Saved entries
= Beginning of Section =
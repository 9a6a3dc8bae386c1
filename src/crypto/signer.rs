use crate::{
    crypto::{
        challenge::Challenge,
        ethereum::{personal_message_digest, Address, UNCOMPRESSED_PUBLIC_KEY_LEN},
        signature::RecoverableSignature,
    },
    error::{AuthError, Result},
};
use k256::ecdsa::SigningKey;
use rand::{rngs::OsRng, CryptoRng, RngCore};
use secrecy::{ExposeSecret, Secret};
use std::fmt;

/// secp256k1 key pair acting as the claimant side of a challenge
///
/// Signatures come out in the 65-byte `R || S || V` layout with `V` in 0..=3
/// and `S` always in low form. The secret scalar stays behind [`Secret`] and
/// is not part of the `Debug` output.
pub struct Keypair {
    secret: Secret<[u8; 32]>,
    public_key: [u8; UNCOMPRESSED_PUBLIC_KEY_LEN],
    address: Address,
}

impl Keypair {
    /// Generate a fresh key pair from the OS random source
    pub fn generate() -> Self {
        Self::generate_with(&mut OsRng)
    }

    pub fn generate_with<R: RngCore + CryptoRng>(rng: &mut R) -> Self {
        Self::from_signing_key(&SigningKey::random(rng))
    }

    /// Build a key pair from a 32-byte big-endian secret scalar
    ///
    /// # Errors
    /// `CryptoError` if the bytes are not a valid non-zero scalar below the curve order.
    ///
    /// # Example
    /// ```rust
    /// use ecdsa_eth_auth::crypto::signer::Keypair;
    ///
    /// let mut secret = [0u8; 32];
    /// secret[31] = 1;
    /// let keypair = Keypair::from_secret_bytes(&secret).unwrap();
    /// assert_eq!(
    ///     keypair.address().to_string(),
    ///     "0x7e5f4552091a69125d5dfcb7b8c2659029395bdf"
    /// );
    /// ```
    pub fn from_secret_bytes(secret: &[u8]) -> Result<Self> {
        let signing_key = SigningKey::from_slice(secret)
            .map_err(|e| AuthError::CryptoError(format!("Invalid secret key: {}", e)))?;
        Ok(Self::from_signing_key(&signing_key))
    }

    fn from_signing_key(signing_key: &SigningKey) -> Self {
        let mut secret = [0u8; 32];
        secret.copy_from_slice(&signing_key.to_bytes());

        let encoded = signing_key.verifying_key().to_encoded_point(false);
        let mut public_key = [0u8; UNCOMPRESSED_PUBLIC_KEY_LEN];
        public_key.copy_from_slice(encoded.as_bytes());

        Self {
            secret: Secret::new(secret),
            public_key,
            address: Address::from_uncompressed(&public_key),
        }
    }

    fn signing_key(&self) -> Result<SigningKey> {
        SigningKey::from_slice(self.secret.expose_secret())
            .map_err(|e| AuthError::CryptoError(format!("Invalid secret key: {}", e)))
    }

    pub fn address(&self) -> Address {
        self.address
    }

    /// Uncompressed SEC1 public key (`0x04 || X || Y`)
    pub fn public_key_uncompressed(&self) -> [u8; UNCOMPRESSED_PUBLIC_KEY_LEN] {
        self.public_key
    }

    /// Sign a 32-byte digest directly
    pub fn sign_digest(&self, digest: &[u8; 32]) -> Result<RecoverableSignature> {
        let (signature, recovery_id) = self
            .signing_key()?
            .sign_prehash_recoverable(digest)
            .map_err(|e| AuthError::CryptoError(format!("Failed to sign digest: {}", e)))?;

        let mut rs = [0u8; 64];
        rs.copy_from_slice(&signature.to_bytes());
        Ok(RecoverableSignature::from_parts(&rs, recovery_id.to_byte()))
    }

    /// Sign a challenge as-is, the counterpart of digest-mode verification
    pub fn sign_challenge(&self, challenge: &Challenge) -> Result<RecoverableSignature> {
        self.sign_digest(challenge.as_bytes())
    }

    /// Sign an arbitrary message the way a wallet's `personal_sign` does
    pub fn sign_personal(&self, message: &[u8]) -> Result<RecoverableSignature> {
        self.sign_digest(&personal_message_digest(message))
    }
}

impl fmt::Debug for Keypair {
    fn fmt(&self, f: &mut fmt::Formatter<'_>) -> fmt::Result {
        f.debug_struct("Keypair")
            .field("address", &self.address)
            .finish_non_exhaustive()
    }
}

#[cfg(test)]
mod tests {
    use super::*;
    use crate::crypto::challenge::generate_challenge;

    #[test]
    fn test_generated_keys_differ() {
        let a = Keypair::generate();
        let b = Keypair::generate();
        assert_ne!(a.address(), b.address());
        assert_eq!(a.public_key_uncompressed()[0], 0x04);
    }

    #[test]
    fn test_invalid_secret() {
        assert!(matches!(
            Keypair::from_secret_bytes(&[0u8; 32]),
            Err(AuthError::CryptoError(_))
        ));
        assert!(matches!(
            Keypair::from_secret_bytes(&[0xffu8; 32]),
            Err(AuthError::CryptoError(_))
        ));
        assert!(Keypair::from_secret_bytes(&[1u8; 16]).is_err());
    }

    #[test]
    fn test_address_matches_public_key() {
        let keypair = Keypair::generate();
        let derived = Address::from_public_key(&keypair.public_key_uncompressed()).unwrap();
        assert_eq!(keypair.address(), derived);
    }

    #[test]
    fn test_signatures_are_canonical() {
        let keypair = Keypair::generate();
        for _ in 0..64 {
            let challenge = generate_challenge().unwrap();
            let signature = keypair.sign_challenge(&challenge).unwrap();

            assert_eq!(signature.to_bytes().len(), 65);
            assert!(signature.v() <= 3, "recovery id {} out of range", signature.v());
            assert_eq!(signature.to_bytes()[32] & 0x80, 0, "high bit of S must be clear");
            assert!(signature.has_clear_s_high_bit());
            assert!(signature.is_low_s());
        }
    }

    #[test]
    fn test_signing_is_deterministic() {
        let keypair = Keypair::from_secret_bytes(&[7u8; 32]).unwrap();
        let digest = [42u8; 32];
        assert_eq!(
            keypair.sign_digest(&digest).unwrap(),
            keypair.sign_digest(&digest).unwrap()
        );
    }

    #[test]
    fn test_debug_hides_secret() {
        let keypair = Keypair::from_secret_bytes(&[7u8; 32]).unwrap();
        let debug = format!("{:?}", keypair);
        assert!(debug.contains(&keypair.address().to_string()));
        assert!(!debug.contains("0707070707"));
    }
}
= End of Section =
TASK TO COMPLETE
All records above need to be set down again exactly as written.

SOLUTION FOR THIS TASK
repository 9a6a3dc8bae386c1
filename src/crypto/signer.rs
use crate::{
    crypto::{
        challenge::Challenge,
        ethereum::{personal_message_digest, Address, UNCOMPRESSED_PUBLIC_KEY_LEN},
        signature::RecoverableSignature,
    },
    error::{AuthError, Result},
};
use k256::ecdsa::SigningKey;
use rand::{rngs::OsRng, CryptoRng, RngCore};
use secrecy::{ExposeSecret, Secret};
use std::fmt;

/// secp256k1 key pair acting as the claimant side of a challenge
///
/// Signatures come out in the 65-byte `R || S || V` layout with `V` in 0..=3
/// and `S` always in low form. The secret scalar stays behind [`Secret`] and
/// is not part of the `Debug` output.
pub struct Keypair {
    secret: Secret<[u8; 32]>,
    public_key: [u8; UNCOMPRESSED_PUBLIC_KEY_LEN],
    address: Address,
}

impl Keypair {
    /// Generate a fresh key pair from the OS random source
    pub fn generate() -> Self {
        Self::generate_with(&mut OsRng)
    }

    pub fn generate_with<R: RngCore + CryptoRng>(rng: &mut R) -> Self {
        Self::from_signing_key(&SigningKey::random(rng))
    }

    /// Build a key pair from a 32-byte big-endian secret scalar
    ///
    /// # Errors
    /// `CryptoError` if the bytes are not a valid non-zero scalar below the curve order.
    ///
    /// # Example
    /// ```rust
    /// use ecdsa_eth_auth::crypto::signer::Keypair;
    ///
    /// let mut secret = [0u8; 32];
    /// secret[31] = 1;
    /// let keypair = Keypair::from_secret_bytes(&secret).unwrap();
    /// assert_eq!(
    ///     keypair.address().to_string(),
    ///     "0x7e5f4552091a69125d5dfcb7b8c2659029395bdf"
    /// );
    /// ```
    pub fn from_secret_bytes(secret: &[u8]) -> Result<Self> {
        let signing_key = SigningKey::from_slice(secret)
            .map_err(|e| AuthError::CryptoError(format!("Invalid secret key: {}", e)))?;
        Ok(Self::from_signing_key(&signing_key))
    }

    fn from_signing_key(signing_key: &SigningKey) -> Self {
        let mut secret = [0u8; 32];
        secret.copy_from_slice(&signing_key.to_bytes());

        let encoded = signing_key.verifying_key().to_encoded_point(false);
        let mut public_key = [0u8; UNCOMPRESSED_PUBLIC_KEY_LEN];
        public_key.copy_from_slice(encoded.as_bytes());

        Self {
            secret: Secret::new(secret),
            public_key,
            address: Address::from_uncompressed(&public_key),
        }
    }

    fn signing_key(&self) -> Result<SigningKey> {
        SigningKey::from_slice(self.secret.expose_secret())
            .map_err(|e| AuthError::CryptoError(format!("Invalid secret key: {}", e)))
    }

    pub fn address(&self) -> Address {
        self.address
    }

    /// Uncompressed SEC1 public key (`0x04 || X || Y`)
    pub fn public_key_uncompressed(&self) -> [u8; UNCOMPRESSED_PUBLIC_KEY_LEN] {
        self.public_key
    }

    /// Sign a 32-byte digest directly
    pub fn sign_digest(&self, digest: &[u8; 32]) -> Result<RecoverableSignature> {
        let (signature, recovery_id) = self
            .signing_key()?
            .sign_prehash_recoverable(digest)
            .map_err(|e| AuthError::CryptoError(format!("Failed to sign digest: {}", e)))?;

        let mut rs = [0u8; 64];
        rs.copy_from_slice(&signature.to_bytes());
        Ok(RecoverableSignature::from_parts(&rs, recovery_id.to_byte()))
    }

    /// Sign a challenge as-is, the counterpart of digest-mode verification
    pub fn sign_challenge(&self, challenge: &Challenge) -> Result<RecoverableSignature> {
        self.sign_digest(challenge.as_bytes())
    }

    /// Sign an arbitrary message the way a wallet's `personal_sign` does
    pub fn sign_personal(&self, message: &[u8]) -> Result<RecoverableSignature> {
        self.sign_digest(&personal_message_digest(message))
    }
}

impl fmt::Debug for Keypair {
    fn fmt(&self, f: &mut fmt::Formatter<'_>) -> fmt::Result {
        f.debug_struct("Keypair")
            .field("address", &self.address)
            .finish_non_exhaustive()
    }
}

#[cfg(test)]
mod tests {
    use super::*;
    use crate::crypto::challenge::generate_challenge;

    #[test]
    fn test_generated_keys_differ() {
        let a = Keypair::generate();
        let b = Keypair::generate();
        assert_ne!(a.address(), b.address());
        assert_eq!(a.public_key_uncompressed()[0], 0x04);
    }

    #[test]
    fn test_invalid_secret() {
        assert!(matches!(
            Keypair::from_secret_bytes(&[0u8; 32]),
            Err(AuthError::CryptoError(_))
        ));
        assert!(matches!(
            Keypair::from_secret_bytes(&[0xffu8; 32]),
            Err(AuthError::CryptoError(_))
        ));
        assert!(Keypair::from_secret_bytes(&[1u8; 16]).is_err());
    }

    #[test]
    fn test_address_matches_public_key() {
        let keypair = Keypair::generate();
        let derived = Address::from_public_key(&keypair.public_key_uncompressed()).unwrap();
        assert_eq!(keypair.address(), derived);
    }

    #[test]
    fn test_signatures_are_canonical() {
        let keypair = Keypair::generate();
        for _ in 0..64 {
            let challenge = generate_challenge().unwrap();
            let signature = keypair.sign_challenge(&challenge).unwrap();

            assert_eq!(signature.to_bytes().len(), 65);
            assert!(signature.v() <= 3, "recovery id {} out of range", signature.v());
            assert_eq!(signature.to_bytes()[32] & 0x80, 0, "high bit of S must be clear");
            assert!(signature.has_clear_s_high_bit());
            assert!(signature.is_low_s());
        }
    }

    #[test]
    fn test_signing_is_deterministic() {
        let keypair = Keypair::from_secret_bytes(&[7u8; 32]).unwrap();
        let digest = [42u8; 32];
        assert_eq!(
            keypair.sign_digest(&digest).unwrap(),
            keypair.sign_digest(&digest).unwrap()
        );
    }

    #[test]
    fn test_debug_hides_secret() {
        let keypair = Keypair::from_secret_bytes(&[7u8; 32]).unwrap();
        let debug = format!("{:?}", keypair);
        assert!(debug.contains(&keypair.address().to_string()));
        assert!(!debug.contains("0707070707"));
    }
}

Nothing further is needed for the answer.